The Empire was very much pro German before the start of WWI. I would suggest you go back to see the marvelous movie: Lawrence of Arabia. It deals with another aspect of the area’s history during the same time-frame as Lawrence led a revolt of the Arab people against the Empire. When the United States entered WWI it declared hostilities against Germany. The Ottoman Empire in April 1917, then severed its diplomatic ties with the United States. It wasn’t until 10 years later, long after the secession of hostilities, that formal diplomatic relations were re-established with the Ottoman Empire’s successor, now the created independent nation state, Turkey. For reasons that are immaterial at his juncture, the United States never declared war against the Ottoman Empire.

Turkey’s place, this very day, is front and center on the United States’ military and political map. The complexities created by the waring parities, local and international, in Iraq, the Syrian civil war, the fight against ISIS and the Kurdish peoples demand for nation status, has created an ongoing volatile conflict worthy of a Shakespeare drama. In this geo-political arena, two long allies– Turkey and the United States– have collided and have escalated their collision on a daily basis as they represent, at the same moment, different, overlapping and in some cases violently competing military goals and parties. In addition, Turkey’s political structure has undergone profound political upheaval that complicates the areas security and our long standing relationship. The future does not present a good picture for our interest in that region of the world as our diplomacy with succeeding administrations has been less than successful. America’s voice in that region is but a feeble croak.

The time line of the United States and its present day confrontation with an ever increasingly anti-American hostile Turkey can start with the Cold War and the West’s confrontation with the swelling political, geographic and aggressive engagements of the Soviet Union. A reasonable marking date is 1974, with the advent of the Truman Doctrine. The United States Congress chose Turkey, among other nations, as the recipient of extraordinary economic and military aid, with the heating of the Cold War. The Truman Doctrine would be the foundation, with its immense financial assistance to help to create a major Turkish military force now attached to NATO and a strong, hardened army in the war against ISIS forces. It would become the basis upon which these two countries would build their relationship for the next four decades. It is also prudent to know that 2.5 billion dollars found its way into Istanbul in just one twenty year period, and help jolted Turkey’s shift toward massive democratic reforms in the election process, political representation and substantial social restructuring, until its recent swift and politically violent flipping of that Muslin nation.
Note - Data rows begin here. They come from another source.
use std::path::PathBuf;

use anyhow::{Context, Result};
use clap::{Args, Parser, Subcommand};
use strum::IntoEnumIterator;
use ytfaces_lib::{load_config_file, BuildParams, Config, OutputType, Partition, YouTubeFacesDB};

#[derive(Parser, Debug)]
#[command(
    name = "ytfaces",
    version,
    about = "Pack the YouTube Faces frames into one array file and read it back in batches."
)]
struct Cli {
    #[command(subcommand)]
    command: Commands,
}

#[derive(Subcommand, Debug)]
enum Commands {
    /// Generate a database from a RON parameter file.
    Build(BuildArgs),
    /// Open a database, split it and walk through its minibatches.
    Inspect(InspectArgs),
    /// Print the default build parameters as RON.
    Template,
}

#[derive(Args, Debug)]
struct BuildArgs {
    /// RON file with the build parameters.
    config: PathBuf,
    /// Overrides the output file of the config.
    #[arg(long)]
    output: Option<PathBuf>,
    /// Overrides the seed of the config.
    #[arg(long)]
    seed: Option<u64>,
}

#[derive(Args, Debug)]
struct InspectArgs {
    /// Database written by `build`.
    filename: PathBuf,
    #[arg(long, default_value_t = 0.2)]
    validation: f64,
    #[arg(long, default_value_t = 0.0)]
    test: f64,
    #[arg(long, default_value_t = 100)]
    batch_size: usize,
    /// Drop the last incomplete minibatch of each partition.
    #[arg(long)]
    drop_rest: bool,
    #[arg(long)]
    mean_removal: bool,
    /// `integer` or `vector`.
    #[arg(long, default_value = "vector")]
    output_type: String,
    #[arg(long)]
    seed: Option<u64>,
}

fn main() -> Result<()> {
    tracing_subscriber::fmt()
        .with_env_filter(
            tracing_subscriber::EnvFilter::from_default_env()
                .add_directive("ytfaces=info".parse()?)
                .add_directive("ytfaces_lib=info".parse()?),
        )
        .init();

    let cli = Cli::parse();
    match cli.command {
        Commands::Build(args) => build(args),
        Commands::Inspect(args) => inspect(args),
        Commands::Template => {
            println!("{}", BuildParams::default().config()?);
            Ok(())
        }
    }
}

fn build(args: BuildArgs) -> Result<()> {
    let mut params: BuildParams = load_config_file(&args.config)?;
    if let Some(output) = args.output {
        params.filename = output;
    }
    if args.seed.is_some() {
        params.seed = args.seed;
    }
    let summary = params.build()?;
    println!(
        "{} images of shape {:?} for {} people written to {}",
        summary.nb_images,
        summary.image_shape,
        summary.nb_labels(),
        summary.filename.display()
    );
    Ok(())
}

fn inspect(args: InspectArgs) -> Result<()> {
    let output_type = OutputType::parse_or_default(&args.output_type);
    let mut db = YouTubeFacesDB::open(&args.filename, args.mean_removal, output_type)
        .with_context(|| format!("opening {}", args.filename.display()))?;
    if let Some(seed) = args.seed {
        db = db.with_seed(seed);
    }
    println!(
        "{} images of size {:?}, {} classes",
        db.nb_samples(),
        db.input_dim(),
        db.nb_classes()
    );

    db.split(args.validation, args.test)?;
    for partition in Partition::iter() {
        let mut nb_batches = 0;
        let mut nb_seen = 0;
        for (x, y) in db.generate_batches(args.batch_size, partition, !args.drop_rest)? {
            nb_batches += 1;
            nb_seen += y.len();
            tracing::debug!("{} batch {}: X {:?}", partition, nb_batches, x.shape());
        }
        println!("{partition}: {nb_seen} samples in {nb_batches} batches");
    }
    Ok(())
}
Its present stance while not altogether hostile is clearly strongly anti-American.

There were political and military actions that the United States undertook in Iraq that caused increasing strident outrages in Istanbul, but those headlines did not became the reason for its political transformation. Today, Turkey can be defined as a quasi-dictatorship.
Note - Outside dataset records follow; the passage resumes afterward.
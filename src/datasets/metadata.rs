use std::fs;
use std::path::{Path, PathBuf};

use itertools::Itertools;
use rand::seq::SliceRandom;
use rand::Rng;

use super::{DatasetError, DatasetResult};

/// One detected face frame, as listed in `<name>.labeled_faces.txt`.
#[derive(Debug, Clone, PartialEq, Eq, Hash)]
pub struct ImageRecord {
    pub name: String,
    /// Relative to the frames folder, always `/` separated.
    pub filename: String,
    pub center: (i64, i64),
    pub size: (i64, i64),
}

impl ImageRecord {
    /// The numeric directory enclosing the frame, e.g. `Aaron_Eckhart/3/3.1.jpg` -> 3.
    pub fn video_index(&self) -> DatasetResult<i32> {
        let segments: Vec<&str> = self.filename.split('/').collect();
        if segments.len() < 3 {
            return Err(DatasetError::VideoIndex(self.filename.clone()));
        }
        segments[1..segments.len() - 1]
            .iter()
            .find(|s| !s.is_empty() && s.bytes().all(|b| b.is_ascii_digit()))
            .and_then(|s| s.parse::<i32>().ok())
            .ok_or_else(|| DatasetError::VideoIndex(self.filename.clone()))
    }
}

pub fn labeled_faces_path(frames_dir: &Path, name: &str) -> PathBuf {
    frames_dir.join(format!("{name}.labeled_faces.txt"))
}

/// Every identity with a folder in the aligned directory, sorted case-insensitively.
pub fn discover_labels(aligned_dir: &Path) -> DatasetResult<Vec<String>> {
    let io_err = |e: std::io::Error| DatasetError::Io {
        path: aligned_dir.to_path_buf(),
        source: e,
    };
    let mut names = Vec::new();
    for entry in fs::read_dir(aligned_dir).map_err(io_err)? {
        let entry = entry.map_err(io_err)?;
        if !entry.file_type().map_err(io_err)?.is_dir() {
            continue;
        }
        match entry.file_name().into_string() {
            Ok(name) => names.push(name),
            Err(name) => tracing::warn!("Skipping identity folder {:?}: not valid UTF-8", name),
        }
    }
    Ok(names
        .into_iter()
        .sorted_by_cached_key(|s| s.to_lowercase())
        .collect())
}

/// A plain list of identity names, one per line. Only the first comma-separated
/// column is used.
pub fn read_label_file(path: &Path) -> DatasetResult<Vec<String>> {
    let meta_err = |reason: String| DatasetError::Metadata {
        path: path.to_path_buf(),
        reason,
    };
    let mut reader = csv::ReaderBuilder::new()
        .has_headers(false)
        .flexible(true)
        .from_path(path)
        .map_err(|e| meta_err(e.to_string()))?;

    let mut labels = Vec::new();
    for row in reader.records() {
        let row = row.map_err(|e| meta_err(e.to_string()))?;
        if let Some(name) = row.get(0).map(str::trim).filter(|s| !s.is_empty()) {
            labels.push(name.to_string());
        }
    }
    Ok(labels)
}

/// Parses the rows `path, _, center_x, center_y, size_w, size_h[, ...]` of one
/// identity's metadata file.
pub fn read_person_records(path: &Path, name: &str) -> DatasetResult<Vec<ImageRecord>> {
    let meta_err = |reason: String| DatasetError::Metadata {
        path: path.to_path_buf(),
        reason,
    };
    let mut reader = csv::ReaderBuilder::new()
        .has_headers(false)
        .flexible(true)
        .trim(csv::Trim::All)
        .from_path(path)
        .map_err(|e| meta_err(e.to_string()))?;

    let mut records = Vec::new();
    for (line, row) in reader.records().enumerate() {
        let row = row.map_err(|e| meta_err(e.to_string()))?;
        if row.len() < 6 {
            return Err(meta_err(format!(
                "line {}: expected at least 6 fields, found {}",
                line + 1,
                row.len()
            )));
        }
        let int = |i: usize| {
            row[i].parse::<i64>().map_err(|e| {
                meta_err(format!("line {}: field {} {:?}: {}", line + 1, i, &row[i], e))
            })
        };
        records.push(ImageRecord {
            name: name.to_string(),
            filename: row[0].replace('\\', "/"),
            center: (int(2)?, int(3)?),
            size: (int(4)?, int(5)?),
        });
    }
    Ok(records)
}

/// Uniform sample without replacement of `min(cap, len)` records.
pub fn sample_records<R: Rng + ?Sized>(
    records: Vec<ImageRecord>,
    cap: Option<usize>,
    rng: &mut R,
) -> Vec<ImageRecord> {
    match cap {
        None => records,
        Some(cap) => {
            if cap > records.len() {
                tracing::warn!(
                    "Only {} images available, cannot sample {}; keeping all of them",
                    records.len(),
                    cap
                );
            }
            records.choose_multiple(rng, cap).cloned().collect()
        }
    }
}

/// Collects the records of every label, in label order.
///
/// A label whose metadata cannot be read ends the gathering: the error is
/// logged and the records collected so far are returned as they are.
pub fn gather_images_info<R: Rng + ?Sized>(
    frames_dir: &Path,
    labels: &[String],
    max_images_per_person: Option<usize>,
    rng: &mut R,
) -> Vec<ImageRecord> {
    let mut data = Vec::new();
    for name in labels {
        let data_file = labeled_faces_path(frames_dir, name);
        let person = match read_person_records(&data_file, name) {
            Ok(person) => person,
            Err(e) => {
                tracing::error!("{e}");
                return data;
            }
        };
        data.extend(sample_records(person, max_images_per_person, rng));
    }
    data
}

#[cfg(test)]
mod test {
    use super::*;
    use rand::rngs::StdRng;
    use rand::SeedableRng;

    fn record(filename: &str) -> ImageRecord {
        ImageRecord {
            name: "Aaron_Eckhart".into(),
            filename: filename.into(),
            center: (0, 0),
            size: (0, 0),
        }
    }

    #[test]
    fn video_index_from_path() {
        assert_eq!(record("Aaron_Eckhart/0/0.555.jpg").video_index().unwrap(), 0);
        assert_eq!(record("Aaron_Eckhart/12/12.1.jpg").video_index().unwrap(), 12);
        assert_eq!(record("/data/Al_Gore/4/x/1.jpg").video_index().unwrap(), 4);
        assert!(record("Aaron_Eckhart/0.555.jpg").video_index().is_err());
        assert!(record("12/0.jpg").video_index().is_err());
        assert!(record("Aaron_Eckhart/a1/0.jpg").video_index().is_err());
    }

    #[test]
    fn parse_metadata_rows() {
        let dir = tempfile::tempdir().unwrap();
        let path = dir.path().join("Aaron_Eckhart.labeled_faces.txt");
        fs::write(
            &path,
            "Aaron_Eckhart\\0\\0.555.jpg,0,93,89,40,42,0.0,1\nAaron_Eckhart\\1\\1.2.jpg,0, 10, 11,12,13\n",
        )
        .unwrap();

        let records = read_person_records(&path, "Aaron_Eckhart").unwrap();
        assert_eq!(records.len(), 2);
        assert_eq!(records[0].filename, "Aaron_Eckhart/0/0.555.jpg");
        assert_eq!(records[0].center, (93, 89));
        assert_eq!(records[0].size, (40, 42));
        assert_eq!(records[1].center, (10, 11));
        assert_eq!(records[1].video_index().unwrap(), 1);
    }

    #[test]
    fn malformed_metadata() {
        let dir = tempfile::tempdir().unwrap();
        let path = dir.path().join("bad.labeled_faces.txt");
        fs::write(&path, "a/0/0.jpg,0,x,1,2,3\n").unwrap();
        assert!(matches!(
            read_person_records(&path, "bad"),
            Err(DatasetError::Metadata { .. })
        ));

        fs::write(&path, "a/0/0.jpg,0,1,2\n").unwrap();
        assert!(read_person_records(&path, "bad").is_err());
        assert!(read_person_records(&dir.path().join("missing.txt"), "missing").is_err());
    }

    #[test]
    fn labels_sorted_case_insensitively() {
        let dir = tempfile::tempdir().unwrap();
        for name in ["bob", "Alice", "Carol", "adam"] {
            fs::create_dir(dir.path().join(name)).unwrap();
        }
        fs::write(dir.path().join("README"), "not a label").unwrap();
        assert_eq!(
            discover_labels(dir.path()).unwrap(),
            vec!["adam", "Alice", "bob", "Carol"]
        );
    }

    #[cfg(target_os = "linux")]
    #[test]
    fn non_utf8_folders_are_skipped() {
        use std::ffi::OsStr;
        use std::os::unix::ffi::OsStrExt;

        let dir = tempfile::tempdir().unwrap();
        fs::create_dir(dir.path().join("Bill_Gates")).unwrap();
        fs::create_dir(dir.path().join(OsStr::from_bytes(b"Jos\xe9"))).unwrap();
        assert_eq!(discover_labels(dir.path()).unwrap(), vec!["Bill_Gates"]);
    }

    #[test]
    fn label_file_first_column() {
        let dir = tempfile::tempdir().unwrap();
        let path = dir.path().join("labels.txt");
        fs::write(&path, "Bill_Clinton, 1\n George_W_Bush\n\n").unwrap();
        assert_eq!(read_label_file(&path).unwrap(), vec!["Bill_Clinton", "George_W_Bush"]);
    }

    #[test]
    fn sampling_caps() {
        let mut rng = StdRng::seed_from_u64(0);
        let records: Vec<_> = (0..10).map(|i| record(&format!("a/0/{i}.jpg"))).collect();

        let all = sample_records(records.clone(), None, &mut rng);
        assert_eq!(all, records);

        let some = sample_records(records.clone(), Some(4), &mut rng);
        assert_eq!(some.len(), 4);
        assert_eq!(some.iter().unique().count(), 4);
        assert!(some.iter().all(|r| records.contains(r)));

        assert_eq!(sample_records(records, Some(50), &mut rng).len(), 10);
    }
}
Turkey has fought a long, costly insurgent war against the Kurdish people in general and the Kurdistan Worker Party (the PKK) in particular. The PKK is recognized by the EU and the United States as a terrorist group. But, and equally important, there is more than one Kurdistan group seeking its people’s independence. Turkey has been involved in an increasingly hostile war toward the Kurdish people in general and their demands. (Either as an independent Kurdish state within the borders of its destabilizing neighboring state or within its own national boundaries.)

Turkey’s turn away from democracy and its norms began with Erdogan’s grab for political power in mid-2016. He accused the U.S. Military Command of siding with the architects of a failed coup while Istanbul arrested certain Pentagon contacts in Turkey. With the crushing of the coup, there were deep mass arrests ordered by Erdogan not only up and down the ranks within the army but also in the judiciary and civil service. Istanbul then demanded the United States government extradite a Turkish cleric and national living in the States as the coup’s instigator. The United States government, in turn, demanded that Turkey produce the “evidence” that the cleric was in fact connected with the attempted coup. The Turkish controlled press followed, claiming that a United States general was behind the coup which was followed quickly by the American suspension “indefinitely” of all non-immigrant visas from Turkey with the traditional tic-for-tac suspensions by Turkey.
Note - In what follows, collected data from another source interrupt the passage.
use std::fs;
use std::path::Path;

use anyhow::{Context, Result};
use serde::{de::DeserializeOwned, Serialize};

pub mod datasets;

pub use datasets::builder::{generate_ytf_database, BuildParams, BuildSummary, LabelSelection};
pub use datasets::reader::{Batches, YouTubeFacesDB};
pub use datasets::transforms::{OutputType, Targets};
pub use datasets::{DatasetError, Partition};

/// Parameter structs are persisted as RON, anything serde can round trip
/// gets this for free.
pub trait Config: Send + Sync {
    fn config(&self) -> Result<String>;
    fn load_config(&mut self, config: &str) -> Result<()>;
}

impl<T: Serialize + DeserializeOwned + Send + Sync> Config for T {
    fn config(&self) -> Result<String> {
        ron::ser::to_string_pretty(self, ron::ser::PrettyConfig::default())
            .context("Failed to serialize config")
    }
    fn load_config(&mut self, config: &str) -> Result<()> {
        *self = ron::from_str(config).context(format!("Failed to load context {}", config))?;
        Ok(())
    }
}

/// Reads a RON config file on top of the default parameters.
pub fn load_config_file<T: Config + Default>(path: &Path) -> Result<T> {
    let serialized = fs::read_to_string(path)
        .with_context(|| format!("No config file {}", path.display()))?;
    let mut param = T::default();
    param.load_config(&serialized)?;
    Ok(param)
}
To complicate both the political clash and the war on the ground, during the ongoing Syrian Civil War, the United States forces have been openly allied with the Kurdish YPG fighters and have been supporting them with military and logistic help. Turkey considers these Kurdish fighters in the same light as the PKK, namely as terrorists and has told Washington they will attack those Kurds with the same force as those they employed against the PKK. It has been alleged, in current headlines, that the deadly nanpan has been deployed against civilians in the town of Azaz in northern Syria. This puts the United States and Turkey in direct military conflict.

In addition, in its lurch from a secular democratic nation state, Turkey has joined Qatar as the prime source of funding to speed the spread of extreme Islamism “everywhere from western Africa to Southeast Asia”.

The news reports describing the area’s conflict both politically and on the battlefield is Russia’s physical arrival in the area with its continued support of Syria’s Assad against United States’ interests in the region. This in turn will not only complicate the delicate state of our security interests but complicate the ground hostiles. It will then stall or even more than likely collapse any meaningful democratic move in Syria’s future and will permit yet another tyrant, Assad to remain in office.

Intertwined is the predictable direct military clash between United States and Turkish forces with Russia sitting at Istanbul’s side. Turkey, which looks less each day like a NATO ally, it is claimed consulted Moscow before attacking U.S. Kurdish allies in northern Syria and has obtained surface air-to air missiles from its sponsor the Russians.

The future of the Kurdish people and their lives as a people is in jeopardy. And their outcome can be reliably predicted by examining the United States’ previous behavior– it will leave unconscionably yet another weaker ally in the lurch, as we did with the Iraqi Kurds in Kirkuk, and now to abandon the Syrian Kurds as soon as it is expedient, advantageous, and politic for us. Why do we choose the strongest military ally however faulted and compromised instead of the appropriate one?

Richard Allan,
The Editor

Turkey: Our Morality and National Security

In 2005, as I was flying into Istanbul, a dear friend, Joe Serio, was leaving after attending an international security conference. I remember his comment at the time: “I think things might change here.” How perceptive of today’s Turkey, as we are sitting in the viewing stands witnessing the slide into moral cowardice by a United States’ administration on two security fronts– internationally and at home. Both affect our national security. I will address the first.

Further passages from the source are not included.